A custódia compartilhada é muito rara na Espanha e somente foi prevista de forma “excepcional” em mudanças no Código Civil em 2005. É a primeira vez que o Judiciário espanhol impõe uma custódia compartilhada desta forma, sem acordo entre os pais.
O promotor tinha proposto que a custódia fosse dividida por semana. Mas o tribunal optou por outra solução. Segundas e terças, as crianças ficam com a mãe e as quartas e quintas, com o pai. Durante as sextas e finais de semana, os filhos ficam de forma alternada com os pais. O juiz afirmou que esta medida é a mais apropriada já que a escola dos meninos fica a uma distância intermediária entre as duas casas.

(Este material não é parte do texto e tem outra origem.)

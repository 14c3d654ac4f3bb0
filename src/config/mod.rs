//! Configuration loading and management
//!
//! Defaults, then an optional YAML file, then environment overrides.

use serde::{Deserialize, Serialize};
use std::path::Path;
use std::time::Duration;

/// Environment variable naming the YAML config file
pub const CONFIG_PATH_ENV: &str = "AUTOCENTER_CONFIG";

/// Config file used when [`CONFIG_PATH_ENV`] is unset
pub const DEFAULT_CONFIG_FILE: &str = "autocenter.yaml";

/// Errors raised while loading or validating configuration
#[derive(Debug, thiserror::Error)]
pub enum ConfigError {
    #[error("failed to read config file '{path}': {source}")]
    Io {
        path: String,
        #[source]
        source: std::io::Error,
    },

    #[error("failed to parse config: {0}")]
    Parse(#[from] serde_yaml::Error),

    #[error("invalid value for {field}: {message}")]
    Invalid { field: &'static str, message: String },
}

/// HTTP listener settings
#[derive(Debug, Clone, Serialize, Deserialize)]
#[serde(default)]
pub struct ServerSection {
    pub host: String,
    pub port: u16,
}

impl Default for ServerSection {
    fn default() -> Self {
        Self {
            host: "127.0.0.1".to_string(),
            port: 8080,
        }
    }
}

impl ServerSection {
    pub fn address(&self) -> String {
        format!("{}:{}", self.host, self.port)
    }
}

/// Settlement timing and simulated gateway behavior
#[derive(Debug, Clone, Serialize, Deserialize)]
#[serde(default)]
pub struct SettlementSection {
    /// Delay before the one-shot completion of a new payment
    pub completion_delay_ms: u64,

    /// Period of the reconciliation sweep
    pub sweep_interval_ms: u64,

    /// Minimum age of a PENDING payment before the sweep settles it
    pub stale_after_ms: u64,

    /// Probability that the simulated gateway reports SUCCESS
    pub success_ratio: f64,
}

impl Default for SettlementSection {
    fn default() -> Self {
        Self {
            completion_delay_ms: 5_000,
            sweep_interval_ms: 30_000,
            stale_after_ms: 10_000,
            success_ratio: 0.9,
        }
    }
}

impl SettlementSection {
    pub fn completion_delay(&self) -> Duration {
        Duration::from_millis(self.completion_delay_ms)
    }

    pub fn sweep_interval(&self) -> Duration {
        Duration::from_millis(self.sweep_interval_ms)
    }

    pub fn stale_after(&self) -> Duration {
        Duration::from_millis(self.stale_after_ms)
    }
}

/// Bearer token settings
#[derive(Debug, Clone, Serialize, Deserialize)]
#[serde(default)]
pub struct AuthSection {
    /// Require a bearer token on the entity routes
    pub enabled: bool,
    pub secret: String,
    pub token_ttl_secs: u64,
    pub demo_username: String,
    pub demo_password: String,
}

impl Default for AuthSection {
    fn default() -> Self {
        Self {
            enabled: true,
            secret: "change-me".to_string(),
            token_ttl_secs: 86_400,
            demo_username: "admin".to_string(),
            demo_password: "password".to_string(),
        }
    }
}

/// Complete application configuration
#[derive(Debug, Clone, Serialize, Deserialize)]
#[serde(default)]
pub struct AppConfig {
    pub server: ServerSection,
    pub settlement: SettlementSection,
    pub auth: AuthSection,

    /// Seed sample dealers and vehicles into an empty store
    pub seed_demo_data: bool,
}

impl Default for AppConfig {
    fn default() -> Self {
        Self {
            server: ServerSection::default(),
            settlement: SettlementSection::default(),
            auth: AuthSection::default(),
            seed_demo_data: true,
        }
    }
}

impl AppConfig {
    /// Load configuration from a YAML file
    pub fn from_yaml_file(path: impl AsRef<Path>) -> Result<Self, ConfigError> {
        let path = path.as_ref();
        let content = std::fs::read_to_string(path).map_err(|source| ConfigError::Io {
            path: path.display().to_string(),
            source,
        })?;
        Self::from_yaml_str(&content)
    }

    /// Load configuration from a YAML string
    pub fn from_yaml_str(yaml: &str) -> Result<Self, ConfigError> {
        let config: Self = serde_yaml::from_str(yaml)?;
        config.validate()?;
        Ok(config)
    }

    /// Resolve the configuration the binary runs with
    ///
    /// Reads the file named by `AUTOCENTER_CONFIG` (or `autocenter.yaml` when
    /// present), then applies `AUTOCENTER_HOST`, `AUTOCENTER_PORT` and
    /// `AUTOCENTER_JWT_SECRET`.
    pub fn load() -> Result<Self, ConfigError> {
        let mut config = match std::env::var(CONFIG_PATH_ENV) {
            Ok(path) => Self::from_yaml_file(path)?,
            Err(_) if Path::new(DEFAULT_CONFIG_FILE).exists() => {
                Self::from_yaml_file(DEFAULT_CONFIG_FILE)?
            }
            Err(_) => Self::default(),
        };

        config.apply_overrides(|key| std::env::var(key).ok())?;
        config.validate()?;
        Ok(config)
    }

    /// Apply environment-style overrides from `lookup`
    pub fn apply_overrides(
        &mut self,
        lookup: impl Fn(&str) -> Option<String>,
    ) -> Result<(), ConfigError> {
        if let Some(host) = lookup("AUTOCENTER_HOST") {
            self.server.host = host;
        }
        if let Some(port) = lookup("AUTOCENTER_PORT") {
            self.server.port = port.parse().map_err(|_| ConfigError::Invalid {
                field: "server.port",
                message: format!("'{port}' is not a port number"),
            })?;
        }
        if let Some(secret) = lookup("AUTOCENTER_JWT_SECRET") {
            self.auth.secret = secret;
        }
        Ok(())
    }

    /// Reject values the service cannot run with
    pub fn validate(&self) -> Result<(), ConfigError> {
        let ratio = self.settlement.success_ratio;
        if !(0.0..=1.0).contains(&ratio) {
            return Err(ConfigError::Invalid {
                field: "settlement.success_ratio",
                message: format!("{ratio} is outside [0, 1]"),
            });
        }
        if self.settlement.sweep_interval_ms == 0 {
            return Err(ConfigError::Invalid {
                field: "settlement.sweep_interval_ms",
                message: "must be greater than 0".to_string(),
            });
        }
        if self.auth.enabled && self.auth.secret.trim().is_empty() {
            return Err(ConfigError::Invalid {
                field: "auth.secret",
                message: "must be set when auth is enabled".to_string(),
            });
        }
        Ok(())
    }
}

A sentença encerra um caso que primeiro deixou a custódia para o pai por 13 meses e depois com a mãe por 2 anos.
“Esta hipótese ocorrida na Espanha pode sim acontecer no Brasil, uma vez que não há nada na lei que a proíba. Ocorre que é muito improvável, uma vez que dificilmente o judiciário opta por este tipo de solução, principalmente contrária a vontade de ambas as partes. A guarda compartilhada ainda é vista com muito preconceito pelo judiciário brasileiro e os advogados têm muito receio de pleiteá-la nos tribunais, em virtude da recusa dos juizes”, diz o advogado Luis Otavio Furquim, especialista em família.
Na opinião dele, a situação esta mudando. Entre juizes, promotores e advogados, há um debate discutindo uma maneira mais adequada de se cuidar dos filhos numa separação.